The White House has approved the supply of cluster munitions to Ukraine. President Biden’s decision, The Washington Post reports, comes amid concerns over the pace of Kiev’s counteroffensive and dwindling Western stockpiles of conventional artillery, and after domestic debate over weapons that are banned by most of countries

German and French officials told reporters that their countries have refused to do the same, having made treaty commitments not to distribute cluster munitions.

Human rights groups criticized the US move. “Cluster munitions are an indiscriminate weapon that poses a serious threat to civilian life, even long after a conflict has ended,” said Daniel Balson, Europe and Central Asia Advocacy Director at Amnesty International USA, a human rights group, in a statement.

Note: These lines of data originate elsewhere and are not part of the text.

//! Result sinks: where finished test cases go.

use std::fs;
use std::io::{self, Write};
use std::path::PathBuf;

use serde::Serialize;
use tracing::info;

use crate::catalog::TestCase;
use crate::error::SinkError;
use crate::schema::{CaseReport, CaseRun, RunMeta, RunReport, RunSummary};

/// Receives each finished test case as a unit, in execution order.
pub trait ResultSink {
    /// Take ownership of one test case's results.
    fn record(&mut self, case: &TestCase, run: CaseRun) -> Result<(), SinkError>;

    /// Called once after the last test case.
    fn finish(&mut self, _summary: &RunSummary) -> Result<(), SinkError> {
        Ok(())
    }
}

/// Keeps everything in memory.
#[derive(Debug, Default)]
pub struct MemorySink {
    pub cases: Vec<(TestCase, CaseRun)>,
    pub summary: Option<RunSummary>,
}

impl ResultSink for MemorySink {
    fn record(&mut self, case: &TestCase, run: CaseRun) -> Result<(), SinkError> {
        self.cases.push((case.clone(), run));
        Ok(())
    }

    fn finish(&mut self, summary: &RunSummary) -> Result<(), SinkError> {
        self.summary = Some(summary.clone());
        Ok(())
    }
}

/// Collects a [`RunReport`] and writes it as pretty JSON on finish, to a
/// file or to stdout.
pub struct JsonReportSink {
    meta: RunMeta,
    cases: Vec<CaseReport>,
    out: Option<PathBuf>,
}

impl JsonReportSink {
    pub fn new(meta: RunMeta, out: Option<PathBuf>) -> Self {
        Self {
            meta,
            cases: Vec::new(),
            out,
        }
    }
}

impl ResultSink for JsonReportSink {
    fn record(&mut self, case: &TestCase, run: CaseRun) -> Result<(), SinkError> {
        self.cases.push(CaseReport {
            case: case.clone(),
            run,
        });
        Ok(())
    }

    fn finish(&mut self, summary: &RunSummary) -> Result<(), SinkError> {
        let report = RunReport {
            run: self.meta.clone(),
            cases: std::mem::take(&mut self.cases),
            summary: summary.clone(),
        };
        let json = serde_json::to_string_pretty(&report)?;
        match &self.out {
            Some(path) => {
                fs::write(path, json)?;
                info!(path = %path.display(), "wrote json report");
            }
            None => println!("{json}"),
        }
        Ok(())
    }
}

/// One CSV row per iteration. Absent measurements are empty cells.
#[derive(Debug, Serialize)]
struct CsvRow<'a> {
    test_case_id: &'a str,
    language: &'a str,
    operation: &'a str,
    architecture: &'a str,
    start_type: &'a str,
    environment: Option<String>,
    iteration: u64,
    execution_time_ms: f64,
    peak_memory_mb: Option<f64>,
    avg_memory_mb: Option<f64>,
    peak_cpu_percent: Option<f64>,
    avg_cpu_percent: Option<f64>,
    system_cpu_percent: Option<f64>,
    samples: usize,
    validation_passed: Option<bool>,
    failure_kind: Option<&'a str>,
    failure: Option<&'a str>,
}

/// Streams iteration rows to any writer as they arrive.
pub struct CsvSink<W: Write> {
    writer: csv::Writer<W>,
}

impl<W: Write> CsvSink<W> {
    pub fn new(writer: W) -> Self {
        Self {
            writer: csv::Writer::from_writer(writer),
        }
    }

    pub fn into_inner(self) -> Result<W, SinkError> {
        self.writer
            .into_inner()
            .map_err(|e| SinkError::Io(io::Error::other(e.to_string())))
    }
}

impl CsvSink<fs::File> {
    pub fn create(path: &std::path::Path) -> Result<Self, SinkError> {
        Ok(Self::new(fs::File::create(path)?))
    }
}

impl<W: Write> ResultSink for CsvSink<W> {
    fn record(&mut self, case: &TestCase, run: CaseRun) -> Result<(), SinkError> {
        let environment = case.environment.label();
        for r in &run.results {
            self.writer.serialize(CsvRow {
                test_case_id: &r.test_case_id,
                language: case.language.as_str(),
                operation: case.operation.as_str(),
                architecture: case.architecture.as_str(),
                start_type: case.start_type.as_str(),
                environment: environment.clone(),
                iteration: r.iteration,
                execution_time_ms: r.execution_time_ms,
                peak_memory_mb: r.peak_memory_mb,
                avg_memory_mb: r.avg_memory_mb,
                peak_cpu_percent: r.peak_cpu_percent,
                avg_cpu_percent: r.avg_cpu_percent,
                system_cpu_percent: r.system_cpu_percent,
                samples: r.samples,
                validation_passed: r.validation_passed,
                failure_kind: r.failure.as_ref().map(|f| f.kind.as_str()),
                failure: r.failure.as_ref().map(|f| f.message.as_str()),
            })?;
        }
        self.writer.flush()?;
        Ok(())
    }

    fn finish(&mut self, _summary: &RunSummary) -> Result<(), SinkError> {
        self.writer.flush()?;
        Ok(())
    }
}

/// Forwards every test case to several sinks.
///
/// One sink failing does not keep the case from the others; the errors are
/// reported together once every sink has been tried.
#[derive(Default)]
pub struct FanOut {
    sinks: Vec<Box<dyn ResultSink>>,
}

impl FanOut {
    pub fn push(&mut self, sink: Box<dyn ResultSink>) {
        self.sinks.push(sink);
    }
}

impl ResultSink for FanOut {
    fn record(&mut self, case: &TestCase, run: CaseRun) -> Result<(), SinkError> {
        let Some((last, rest)) = self.sinks.split_last_mut() else {
            return Ok(());
        };
        let mut errors: Vec<SinkError> = rest
            .iter_mut()
            .filter_map(|sink| sink.record(case, run.clone()).err())
            .collect();
        errors.extend(last.record(case, run).err());
        SinkError::combine(errors).map_or(Ok(()), Err)
    }

    fn finish(&mut self, summary: &RunSummary) -> Result<(), SinkError> {
        let errors = self
            .sinks
            .iter_mut()
            .filter_map(|sink| sink.finish(summary).err())
            .collect();
        SinkError::combine(errors).map_or(Ok(()), Err)
    }
}

#[cfg(test)]
mod tests {
    use super::*;
    use crate::catalog::{Architecture, EnvDimension, InvocationDescriptor, StartType};
    use crate::payload::{Language, Operation, OperationPayload};
    use crate::schema::{FailureRecord, IterationResult, MeasurementWindow, WarmupRecord};
    use std::cell::{Cell, RefCell};
    use std::rc::Rc;

    fn case() -> TestCase {
        TestCase {
            id: "c1".to_string(),
            language: Language::Go,
            operation: Operation::Ecc256Sign,
            architecture: Architecture::Arm,
            start_type: StartType::Warm,
            iterations: 2,
            environment: EnvDimension::MemoryMb(256),
            invocation: InvocationDescriptor::Http {
                url: "https://x.example".to_string(),
            },
            input: OperationPayload::parse(Operation::Ecc256Sign, r#"{"message":"m"}"#).unwrap(),
            expected: None,
        }
    }

    fn result(iteration: u64, failure: Option<FailureRecord>) -> IterationResult {
        IterationResult {
            test_case_id: "c1".to_string(),
            iteration,
            execution_time_ms: 12.5,
            peak_memory_mb: None,
            avg_memory_mb: None,
            peak_cpu_percent: None,
            avg_cpu_percent: None,
            system_cpu_percent: None,
            samples: 0,
            validation_passed: Some(failure.is_none()),
            output: None,
            output_sha256: None,
            failure,
        }
    }

    fn run() -> CaseRun {
        CaseRun {
            test_case_id: "c1".to_string(),
            stream_name: "256/arm/go/ecc256_sign/warm".to_string(),
            warmup: WarmupRecord::default(),
            window: MeasurementWindow::default(),
            results: vec![
                result(0, None),
                result(
                    1,
                    Some(FailureRecord {
                        kind: "invocation".to_string(),
                        message: "http 502".to_string(),
                    }),
                ),
            ],
        }
    }

    #[test]
    fn csv_rows_leave_absent_fields_empty() {
        let mut sink = CsvSink::new(Vec::new());
        sink.record(&case(), run()).unwrap();
        let bytes = sink.into_inner().unwrap();
        let text = String::from_utf8(bytes).unwrap();
        let lines: Vec<&str> = text.lines().collect();

        assert_eq!(lines.len(), 3);
        assert!(lines[0].starts_with("test_case_id,language,operation,architecture,start_type,environment,iteration"));
        assert_eq!(
            lines[1],
            "c1,go,ecc256_sign,arm,warm,256,0,12.5,,,,,,0,true,,"
        );
        assert_eq!(
            lines[2],
            "c1,go,ecc256_sign,arm,warm,256,1,12.5,,,,,,0,false,invocation,http 502"
        );
    }

    #[test]
    fn fan_out_reaches_every_sink() {
        let mut fan = FanOut::default();
        fan.push(Box::new(MemorySink::default()));
        fan.push(Box::new(CsvSink::new(Vec::new())));
        fan.record(&case(), run()).unwrap();
        fan.finish(&RunSummary::default()).unwrap();
    }

    /// Rejects everything and counts how often it was asked.
    struct Broken(Rc<Cell<usize>>);

    impl ResultSink for Broken {
        fn record(&mut self, _case: &TestCase, _run: CaseRun) -> Result<(), SinkError> {
            self.0.set(self.0.get() + 1);
            Err(SinkError::Io(io::Error::other("disk full")))
        }

        fn finish(&mut self, _summary: &RunSummary) -> Result<(), SinkError> {
            Err(SinkError::Io(io::Error::other("disk full")))
        }
    }

    /// Stores into a shared vector so the test can look after the fan-out owns it.
    struct Shared(Rc<RefCell<Vec<String>>>);

    impl ResultSink for Shared {
        fn record(&mut self, _case: &TestCase, run: CaseRun) -> Result<(), SinkError> {
            self.0.borrow_mut().push(run.test_case_id);
            Ok(())
        }
    }

    #[test]
    fn failing_sink_does_not_starve_the_others() {
        let attempts = Rc::new(Cell::new(0));
        let stored = Rc::new(RefCell::new(Vec::new()));
        let mut fan = FanOut::default();
        fan.push(Box::new(Broken(attempts.clone())));
        fan.push(Box::new(Shared(stored.clone())));
        fan.push(Box::new(Broken(attempts.clone())));

        let err = fan.record(&case(), run()).unwrap_err();
        assert!(matches!(err, SinkError::Several(ref e) if e.len() == 2));
        assert!(err.to_string().contains("disk full"));
        assert_eq!(attempts.get(), 2);
        assert_eq!(*stored.borrow(), vec!["c1".to_string()]);

        let err = fan.finish(&RunSummary::default()).unwrap_err();
        assert!(matches!(err, SinkError::Several(ref e) if e.len() == 2));
    }

    #[test]
    fn single_sink_failure_is_passed_through() {
        let mut fan = FanOut::default();
        fan.push(Box::new(MemorySink::default()));
        fan.push(Box::new(Broken(Rc::default())));
        let err = fan.record(&case(), run()).unwrap_err();
        assert!(matches!(err, SinkError::Io(_)));
    }

    #[test]
    fn json_report_written_to_file() {
        let dir = tempfile::tempdir().unwrap();
        let path = dir.path().join("report.json");
        let meta = RunMeta {
            schema_version: 1,
            runner_version: "test".to_string(),
            profile: "quick".to_string(),
            target: "lambda".to_string(),
            seed: 0,
            timestamp_utc: "unix:0".to_string(),
            git_sha: None,
        };
        let mut sink = JsonReportSink::new(meta, Some(path.clone()));
        sink.record(&case(), run()).unwrap();
        sink.finish(&RunSummary::default()).unwrap();

        let v: serde_json::Value = serde_json::from_str(&fs::read_to_string(path).unwrap()).unwrap();
        assert_eq!(v["cases"][0]["case"]["environment"]["memory_mb"], 256);
        assert_eq!(v["cases"][0]["run"]["results"][1]["failure"]["kind"], "invocation");
        assert!(v["cases"][0]["run"]["results"][0]["peak_memory_mb"].is_null());
    }
}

Mary Wareham, director of advocacy in the arms division at Human Rights Watch, called the U.S. decision “appalling,” arguing that removing the 1 percent failure measure would pose “a threat even greater for civilians, including deminers.”

Ukraine wants and expects an invitation to join NATO. Allies are not safe: Senior Ukrainian officials hope next week’s NATO summit in Lithuania will bring a “clear signal” that Ukraine will eventually join the alliance, anchoring the country in the West’s security infrastructure and sending a message unequivocal in Moscow, David L. Stern, Emily Rauhala. and Isabelle Khurshudyan report.

Yuriy Sak, an adviser to Ukrainian Defense Minister Oleksii Reznikov, said the summit “must end” with Zelensky and Stoltenberg issuing an invitation for Kiev to join the bloc. But just days before the leaders arrive in the Lithuanian capital, it is not clear that will happen, and the NATO allies are still negotiating exactly what to offer Ukraine.